RECORDS TO USE START

//! # Config Loader
//!
//! Configuration loading and parsing module.
//!
//! Responsibilities:
//! - Parse TOML/JSON configuration files
//! - Validate configuration legality
//! - Produce a `WriterConfig`
//!
//! # Example
//!
//! ```no_run
//! use config_loader::ConfigLoader;
//! use std::path::Path;
//!
//! let config = ConfigLoader::load_from_path(Path::new("writer.toml")).unwrap();
//! println!("Interval: {}ms", config.interval_ms);
//! ```

mod parser;
mod validator;

pub use contracts::WriterConfig;
pub use parser::ConfigFormat;

use contracts::ContractError;
use std::path::Path;

/// Configuration loader
///
/// Provides static methods to load configuration from files or strings.
pub struct ConfigLoader;

impl ConfigLoader {
    /// Load configuration from file path
    ///
    /// Automatically detects format from file extension (.toml / .json).
    ///
    /// # Errors
    /// - File read failure
    /// - Unsupported format
    /// - Parse failure
    /// - Validation failure
    pub fn load_from_path(path: &Path) -> Result<WriterConfig, ContractError> {
        let format = Self::detect_format(path)?;
        let content = Self::read_file(path)?;
        Self::load_from_str(&content, format)
    }

    /// Load configuration from string
    ///
    /// # Errors
    /// - Parse failure
    /// - Validation failure
    pub fn load_from_str(content: &str, format: ConfigFormat) -> Result<WriterConfig, ContractError> {
        Self::parse_and_validate(content, format)
    }

    /// Serialize WriterConfig to TOML string
    pub fn to_toml(config: &WriterConfig) -> Result<String, ContractError> {
        toml::to_string_pretty(config)
            .map_err(|e| ContractError::config_parse(format!("TOML serialize error: {e}")))
    }

    /// Serialize WriterConfig to JSON string
    pub fn to_json(config: &WriterConfig) -> Result<String, ContractError> {
        serde_json::to_string_pretty(config)
            .map_err(|e| ContractError::config_parse(format!("JSON serialize error: {e}")))
    }
}

impl ConfigLoader {
    /// Infer configuration format from file extension
    fn detect_format(path: &Path) -> Result<ConfigFormat, ContractError> {
        let ext = path.extension().and_then(|e| e.to_str()).ok_or_else(|| {
            ContractError::config_parse("cannot determine file format from extension")
        })?;

        ConfigFormat::from_extension(ext).ok_or_else(|| {
            ContractError::config_parse(format!("unsupported config format: .{ext}"))
        })
    }

    /// Read configuration file content
    fn read_file(path: &Path) -> Result<String, ContractError> {
        Ok(std::fs::read_to_string(path)?)
    }

    /// Parse and validate configuration content
    fn parse_and_validate(content: &str, format: ConfigFormat) -> Result<WriterConfig, ContractError> {
        let config = parser::parse(content, format)?;
        validator::validate(&config)?;
        Ok(config)
    }
}
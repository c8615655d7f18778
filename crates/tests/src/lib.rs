//! # Integration Tests
//!
//! 集成测试与端到端测试。
//!
//! 负责：
//! - 配置 -> 写入器 -> sink 的端到端流程
//! - 多调用方共享写入器
//! - 故障 sink 下的错误传播

#[cfg(test)]
mod contract_tests {
    use contracts::{ClosePolicy, SinkType, WriterConfig};

    #[test]
    fn test_contract_defaults() {
        let config = WriterConfig::new("defaults");
        assert_eq!(config.interval_ms, 16);
        assert_eq!(config.close_policy, ClosePolicy::Drain);
        assert_eq!(config.sink.sink_type, SinkType::Stdout);
    }
}

#[cfg(test)]
mod e2e_tests {
    use std::time::Duration;

    use config_loader::{ConfigFormat, ConfigLoader};
    use contracts::ClosePolicy;
    use slow_writer::{create_writer, MemorySink, SlowWriter, WriterError, WriterOptions};
    use tokio::time::{sleep, Instant};

    /// End-to-end test: TOML config -> ConfigLoader -> create_writer -> file
    #[tokio::test]
    async fn test_e2e_config_to_file() {
        let dir = tempfile::tempdir().unwrap();
        let path = dir.path().join("logs").join("app.log");
        let content = format!(
            r#"
name = "app_log"
interval_ms = 10

[sink]
sink_type = "file"
[sink.params]
path = "{}"
"#,
            path.display().to_string().replace('\\', "/")
        );

        let config = ConfigLoader::load_from_str(&content, ConfigFormat::Toml).unwrap();
        let writer = create_writer(&config).await.unwrap();

        for i in 0..10 {
            writer
                .write(format!("event {i}\n").as_bytes())
                .await
                .unwrap();
        }
        let metrics = writer.metrics().clone();
        writer.close().await.unwrap();

        // Timer or close drains, depending on scheduling; either way nothing stays buffered.
        let snapshot = metrics.snapshot();
        assert!(snapshot.drain_count >= 1);
        assert_eq!(snapshot.buffered_bytes, 0);
        assert_eq!(snapshot.bytes_drained, snapshot.bytes_accepted);

        let written = std::fs::read_to_string(&path).unwrap();
        let expected: String = (0..10).map(|i| format!("event {i}\n")).collect();
        assert_eq!(written, expected);
    }

    /// Scenario: interval 16ms; "hello"@0, "world"@5, flush@6, "x"@20
    #[tokio::test(start_paused = true)]
    async fn test_e2e_flush_and_timer_timeline() {
        let sink = MemorySink::new("timeline");
        let writer = SlowWriter::spawn(sink.clone(), Duration::from_millis(16));
        let start = Instant::now();

        writer.write(b"hello").await.unwrap();
        sleep(Duration::from_millis(5)).await;
        writer.write(b"world").await.unwrap();
        sleep(Duration::from_millis(1)).await;
        writer.flush().await.unwrap();
        sleep(Duration::from_millis(14)).await;
        writer.write(b"x").await.unwrap();
        sleep(Duration::from_millis(40)).await;

        let drains = sink.drains();
        let observed: Vec<(&[u8], u128)> = drains
            .iter()
            .map(|d| (&d.bytes[..], (d.at - start).as_millis()))
            .collect();
        assert_eq!(observed.len(), 2, "drains: {observed:?}");
        assert_eq!(observed[0].0, b"helloworld");
        assert_eq!(observed[0].1, 6);
        assert_eq!(observed[1].0, b"x");
        assert!((36..38).contains(&observed[1].1), "x drained at {}", observed[1].1);

        writer.close().await.unwrap();
    }

    /// Many producers share one writer through cloned handles
    #[tokio::test]
    async fn test_e2e_shared_handles() {
        let sink = MemorySink::new("shared");
        let writer = SlowWriter::with_options(
            sink.clone(),
            WriterOptions::new(Duration::from_millis(2)).with_name("shared"),
        );

        let producers: Vec<_> = (0..8)
            .map(|_| {
                let handle = writer.handle();
                tokio::spawn(async move {
                    for _ in 0..50 {
                        handle.write(b"0123456789").await.unwrap();
                    }
                    handle.flush().await.unwrap();
                })
            })
            .collect();
        for producer in producers {
            producer.await.unwrap();
        }

        writer.close().await.unwrap();
        assert_eq!(sink.contents().len(), 8 * 50 * 10);
        // Coalescing means far fewer sink calls than writes.
        assert!(sink.call_count() < 8 * 50);
    }

    /// A failing sink does not stop the writer; close still reports it
    #[tokio::test(start_paused = true)]
    async fn test_e2e_error_surfaces_on_close() {
        let sink = MemorySink::new("flaky").fail_on_call(2);
        let writer = SlowWriter::with_options(
            sink.clone(),
            WriterOptions::new(Duration::from_millis(16)).with_close_policy(ClosePolicy::Discard),
        );

        for chunk in [b"a", b"b", b"c"] {
            let ack = writer.write(chunk).await.unwrap();
            assert_eq!(ack.accepted, 1);
            sleep(Duration::from_millis(20)).await;
        }

        assert_eq!(sink.call_count(), 3);
        assert_eq!(sink.contents(), b"ac");
        let ack = writer.write(b"d").await.unwrap();
        assert!(ack.last_error.is_some());

        match writer.close().await {
            Err(WriterError::Sink(err)) => assert_eq!(err.sink_name(), "flaky"),
            other => panic!("expected sink error, got {other:?}"),
        }
        assert_eq!(sink.call_count(), 3);
    }
}
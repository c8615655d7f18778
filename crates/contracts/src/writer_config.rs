//! 写入器配置
//!
//! 描述一个 SlowWriter：名称、刷新间隔、关闭策略以及下游 sink。

use std::collections::HashMap;
use std::time::Duration;

use serde::{Deserialize, Serialize};
use validator::Validate;

/// SlowWriter 配置
#[derive(Debug, Clone, Serialize, Deserialize, Validate)]
pub struct WriterConfig {
    /// 写入器名称 (用于日志与指标标签)
    #[validate(length(min = 1, message = "name must not be empty"))]
    pub name: String,

    /// 刷新间隔 (毫秒)，允许为 0
    #[serde(default = "default_interval_ms")]
    pub interval_ms: u64,

    /// 关闭时对未刷新数据的处理方式
    #[serde(default)]
    pub close_policy: ClosePolicy,

    /// 下游 sink
    #[serde(default)]
    pub sink: SinkConfig,
}

fn default_interval_ms() -> u64 {
    // ~1/60 s
    16
}

impl WriterConfig {
    /// Create a config with default interval, close policy and a stdout sink
    pub fn new(name: impl Into<String>) -> Self {
        Self {
            name: name.into(),
            interval_ms: default_interval_ms(),
            close_policy: ClosePolicy::default(),
            sink: SinkConfig::default(),
        }
    }

    /// Flush interval as a `Duration`
    pub fn interval(&self) -> Duration {
        Duration::from_millis(self.interval_ms)
    }
}

/// 关闭策略
#[derive(Debug, Clone, Copy, Default, PartialEq, Eq, Serialize, Deserialize)]
#[serde(rename_all = "snake_case")]
pub enum ClosePolicy {
    /// 关闭前最后刷新一次缓冲区
    #[default]
    Drain,
    /// 丢弃缓冲区中尚未刷新的数据
    Discard,
}

/// Sink 配置
#[derive(Debug, Clone, Default, Serialize, Deserialize)]
pub struct SinkConfig {
    /// Sink 类型
    #[serde(default)]
    pub sink_type: SinkType,

    /// 类型特定参数
    #[serde(default)]
    pub params: HashMap<String, String>,
}

impl SinkConfig {
    /// Create a sink config without params
    pub fn of(sink_type: SinkType) -> Self {
        Self {
            sink_type,
            params: HashMap::new(),
        }
    }

    /// Add a type-specific parameter
    pub fn with_param(mut self, key: impl Into<String>, value: impl Into<String>) -> Self {
        self.params.insert(key.into(), value.into());
        self
    }
}

/// Sink 类型
#[derive(Debug, Clone, Copy, Default, PartialEq, Eq, Serialize, Deserialize)]
#[serde(rename_all = "snake_case")]
pub enum SinkType {
    /// 标准输出
    #[default]
    Stdout,
    /// 标准错误
    Stderr,
    /// 文件输出 (追加模式，需要 `path` 参数)
    File,
    /// 日志输出
    Log,
}

#[cfg(test)]
mod tests {
    use super::*;

    #[test]
    fn test_defaults_from_json() {
        let config: WriterConfig = serde_json::from_str(r#"{ "name": "console" }"#).unwrap();
        assert_eq!(config.interval_ms, 16);
        assert_eq!(config.interval(), Duration::from_millis(16));
        assert_eq!(config.close_policy, ClosePolicy::Drain);
        assert_eq!(config.sink.sink_type, SinkType::Stdout);
        assert!(config.sink.params.is_empty());
    }

    #[test]
    fn test_enum_names_are_snake_case() {
        let config: WriterConfig = serde_json::from_str(
            r#"{ "name": "w", "close_policy": "discard", "sink": { "sink_type": "file", "params": { "path": "/tmp/x" } } }"#,
        )
        .unwrap();
        assert_eq!(config.close_policy, ClosePolicy::Discard);
        assert_eq!(config.sink.sink_type, SinkType::File);
        assert_eq!(config.sink.params.get("path").map(String::as_str), Some("/tmp/x"));
    }

    #[test]
    fn test_empty_name_fails_validation() {
        let config = WriterConfig::new("");
        assert!(config.validate().is_err());
        assert!(WriterConfig::new("ok").validate().is_ok());
    }
}
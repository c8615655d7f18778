//! LogSink - emits each drain as a tracing event

use contracts::{ByteSink, SinkError};
use tracing::{info, instrument};

const PREVIEW_BYTES: usize = 64;

/// Sink that logs drain summaries for debugging
pub struct LogSink {
    name: String,
}

impl LogSink {
    /// Create a new LogSink with the given name
    pub fn new(name: impl Into<String>) -> Self {
        Self { name: name.into() }
    }

    fn preview(bytes: &[u8]) -> String {
        let end = bytes.len().min(PREVIEW_BYTES);
        let mut preview = String::from_utf8_lossy(&bytes[..end]).into_owned();
        if bytes.len() > PREVIEW_BYTES {
            preview.push('…');
        }
        preview
    }
}

impl ByteSink for LogSink {
    fn name(&self) -> &str {
        &self.name
    }

    #[instrument(name = "log_sink_write", skip(self, bytes), fields(sink = %self.name))]
    async fn write(&mut self, bytes: &[u8]) -> Result<usize, SinkError> {
        info!(
            sink = %self.name,
            bytes = bytes.len(),
            preview = %Self::preview(bytes),
            "Drain received"
        );
        Ok(bytes.len())
    }
}

#[cfg(test)]
mod tests {
    use super::*;

    #[tokio::test]
    async fn test_log_sink_write() {
        let mut sink = LogSink::new("test_log");
        assert_eq!(sink.write(b"hello").await.unwrap(), 5);
    }

    #[test]
    fn test_preview_truncates() {
        let long = vec![b'a'; 100];
        let preview = LogSink::preview(&long);
        assert_eq!(preview.chars().count(), PREVIEW_BYTES + 1);
        assert!(preview.ends_with('…'));
        assert_eq!(LogSink::preview(b"short"), "short");
    }

    #[test]
    fn test_log_sink_name() {
        let sink = LogSink::new("my_logger");
        assert_eq!(sink.name(), "my_logger");
    }
}
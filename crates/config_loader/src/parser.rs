//! 配置解析模块
//!
//! 支持 TOML (主要) 和 JSON (可选) 格式。

use contracts::{ContractError, WriterConfig};

/// 配置文件格式
#[derive(Debug, Clone, Copy, PartialEq, Eq)]
pub enum ConfigFormat {
    /// TOML 格式 (推荐)
    Toml,
    /// JSON 格式
    Json,
}

impl ConfigFormat {
    /// 从文件扩展名推断格式
    pub fn from_extension(ext: &str) -> Option<Self> {
        match ext.to_lowercase().as_str() {
            "toml" => Some(Self::Toml),
            "json" => Some(Self::Json),
            _ => None,
        }
    }
}

/// 解析 TOML 格式配置
pub fn parse_toml(content: &str) -> Result<WriterConfig, ContractError> {
    toml::from_str(content).map_err(|e| ContractError::ConfigParse {
        message: format!("TOML parse error: {e}"),
        source: Some(Box::new(e)),
    })
}

/// 解析 JSON 格式配置
pub fn parse_json(content: &str) -> Result<WriterConfig, ContractError> {
    serde_json::from_str(content).map_err(|e| ContractError::ConfigParse {
        message: format!("JSON parse error: {e}"),
        source: Some(Box::new(e)),
    })
}

/// 根据格式解析配置
pub fn parse(content: &str, format: ConfigFormat) -> Result<WriterConfig, ContractError> {
    match format {
        ConfigFormat::Toml => parse_toml(content),
        ConfigFormat::Json => parse_json(content),
    }
}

RECORDS TO USE END

TASK GOAL
Return word for word the lines above from the line with "let long = vec![b'a'; 100];" to the line with "pub fn parse_json(content: &str)", including both and leaving out all others.

OUTPUT FOR THIS EXERCISE
        let long = vec![b'a'; 100];
        let preview = LogSink::preview(&long);
        assert_eq!(preview.chars().count(), PREVIEW_BYTES + 1);
        assert!(preview.ends_with('…'));
        assert_eq!(LogSink::preview(b"short"), "short");
    }

    #[test]
    fn test_log_sink_name() {
        let sink = LogSink::new("my_logger");
        assert_eq!(sink.name(), "my_logger");
    }
}
filename crates/config_loader/src/parser.rs
//! 配置解析模块
//!
//! 支持 TOML (主要) 和 JSON (可选) 格式。

use contracts::{ContractError, WriterConfig};

/// 配置文件格式
#[derive(Debug, Clone, Copy, PartialEq, Eq)]
pub enum ConfigFormat {
    /// TOML 格式 (推荐)
    Toml,
    /// JSON 格式
    Json,
}

impl ConfigFormat {
    /// 从文件扩展名推断格式
    pub fn from_extension(ext: &str) -> Option<Self> {
        match ext.to_lowercase().as_str() {
            "toml" => Some(Self::Toml),
            "json" => Some(Self::Json),
            _ => None,
        }
    }
}

/// 解析 TOML 格式配置
pub fn parse_toml(content: &str) -> Result<WriterConfig, ContractError> {
    toml::from_str(content).map_err(|e| ContractError::ConfigParse {
        message: format!("TOML parse error: {e}"),
        source: Some(Box::new(e)),
    })
}

/// 解析 JSON 格式配置
pub fn parse_json(content: &str) -> Result<WriterConfig, ContractError> {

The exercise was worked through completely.